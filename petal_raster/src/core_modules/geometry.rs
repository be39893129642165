// THEORY:
// The `geometry` module measures how far a pixel is from every landmark in the
// scene. It is the analytical layer of the engine: given a coordinate it produces
// squared distances, and it never decides what those distances mean.
//
// Key architectural principles:
// 1.  **Squared Distance Field**: Membership in a circle of radius r is tested as
//     `dx² + dy² < r²`. No square roots, no floats; every boundary is exact.
// 2.  **Width Discipline**: Deltas are `i32` and squares are `u32`. Coordinates are
//     clamped below `MAX_SCAN_EXTENT`, so the widest delta is roughly ±2000 and
//     its square sum fits comfortably for any input. Narrower types would wrap
//     silently and bend the petals.
// 3.  **One Table, One Loop**: The six petals are not six copies of the same
//     arithmetic. They are a fixed table of offsets folded over by the same
//     squared-distance routine as the center.
// 4.  **Integer Hexagon**: Petals sit on a hexagon whose 60° positions use
//     `7·D/8` in place of `D·sin 60°`. The approximation is part of the picture
//     and is kept exactly.

pub type Coordinate = u32;
pub type Delta = i32;
pub type SquaredDistance = u32;

/// Coordinates at or beyond this are clamped to the last supported position.
/// Every valid scan mode fits below it.
pub const MAX_SCAN_EXTENT: Coordinate = 2048;

/// Horizontal position of the flower's center.
pub const CENTER_X: Delta = 320;
/// Vertical position of the flower's center.
pub const CENTER_Y: Delta = 240;
/// Squared radius of the center disk.
pub const CENTER_R2: SquaredDistance = 256;
/// Squared radius of a petal before modulation.
pub const BASE_PETAL_R2: SquaredDistance = 784;
/// Distance from the flower center to each petal center.
pub const PETAL_DISTANCE: Delta = 48;

pub const PETAL_COUNT: usize = 6;

const HALF: Delta = PETAL_DISTANCE / 2;
const SLANT: Delta = 7 * PETAL_DISTANCE / 8;

/// Petal centers relative to the flower center, counter-clockwise from +x.
pub const PETAL_OFFSETS: [(Delta, Delta); PETAL_COUNT] = [
    (PETAL_DISTANCE, 0),
    (HALF, SLANT),
    (-HALF, SLANT),
    (-PETAL_DISTANCE, 0),
    (-HALF, -SLANT),
    (HALF, -SLANT),
];

/// Squared distances from one pixel to the center and to each petal center.
#[derive(Debug, Clone, Copy, PartialEq, Eq)]
pub struct Distances {
    pub center: SquaredDistance,
    pub petals: [SquaredDistance; PETAL_COUNT],
}

#[inline]
fn squared(dx: Delta, dy: Delta) -> SquaredDistance {
    (dx * dx + dy * dy) as SquaredDistance
}

/// Measures the pixel at `(x, y)` against every landmark. Coordinates past
/// the supported scan extent measure as if they sat on its last row or column.
#[inline]
pub fn evaluate(x: Coordinate, y: Coordinate) -> Distances {
    let x = x.min(MAX_SCAN_EXTENT - 1);
    let y = y.min(MAX_SCAN_EXTENT - 1);
    let dx = x as Delta - CENTER_X;
    let dy = y as Delta - CENTER_Y;

    let petals = PETAL_OFFSETS.map(|(offset_x, offset_y)| squared(dx - offset_x, dy - offset_y));

    Distances {
        center: squared(dx, dy),
        petals,
    }
}

#[cfg(test)]
mod tests {
    use super::*;

    #[test]
    fn petal_offsets_use_integer_hexagon() {
        assert_eq!(
            PETAL_OFFSETS,
            [(48, 0), (24, 42), (-24, 42), (-48, 0), (-24, -42), (24, -42)]
        );
    }

    #[test]
    fn center_pixel_is_zero_from_center() {
        let distances = evaluate(320, 240);
        assert_eq!(distances.center, 0);
        assert_eq!(distances.petals[0], 48 * 48);
        assert_eq!(distances.petals[3], 48 * 48);
        // 24² + 42² for the slanted petals.
        assert_eq!(distances.petals[1], 2340);
    }

    #[test]
    fn each_petal_center_is_zero_from_its_petal() {
        for (index, (offset_x, offset_y)) in PETAL_OFFSETS.iter().enumerate() {
            let x = (CENTER_X + offset_x) as Coordinate;
            let y = (CENTER_Y + offset_y) as Coordinate;
            assert_eq!(evaluate(x, y).petals[index], 0, "petal {index}");
        }
    }

    #[test]
    fn scan_corners_do_not_overflow() {
        // Far corner of an 800x525 scan.
        let far = evaluate(799, 524);
        assert_eq!(far.center, 479 * 479 + 284 * 284);
        // Origin sits up and to the left of every landmark.
        let origin = evaluate(0, 0);
        assert_eq!(origin.center, 320 * 320 + 240 * 240);
        assert_eq!(origin.petals[3], 272 * 272 + 240 * 240);
    }

    #[test]
    fn oversized_coordinates_clamp_instead_of_overflowing() {
        let edge = evaluate(MAX_SCAN_EXTENT - 1, MAX_SCAN_EXTENT - 1);
        assert_eq!(evaluate(u32::MAX, u32::MAX), edge);
        assert_eq!(evaluate(50_000, 2047), edge);
        assert_eq!(edge.center, 1727 * 1727 + 1807 * 1807);
    }
}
□ □ □ □ □
What to do:
Examine the listing and count its lines containing the word "index". State the count alone.

Answer for this exercise:
2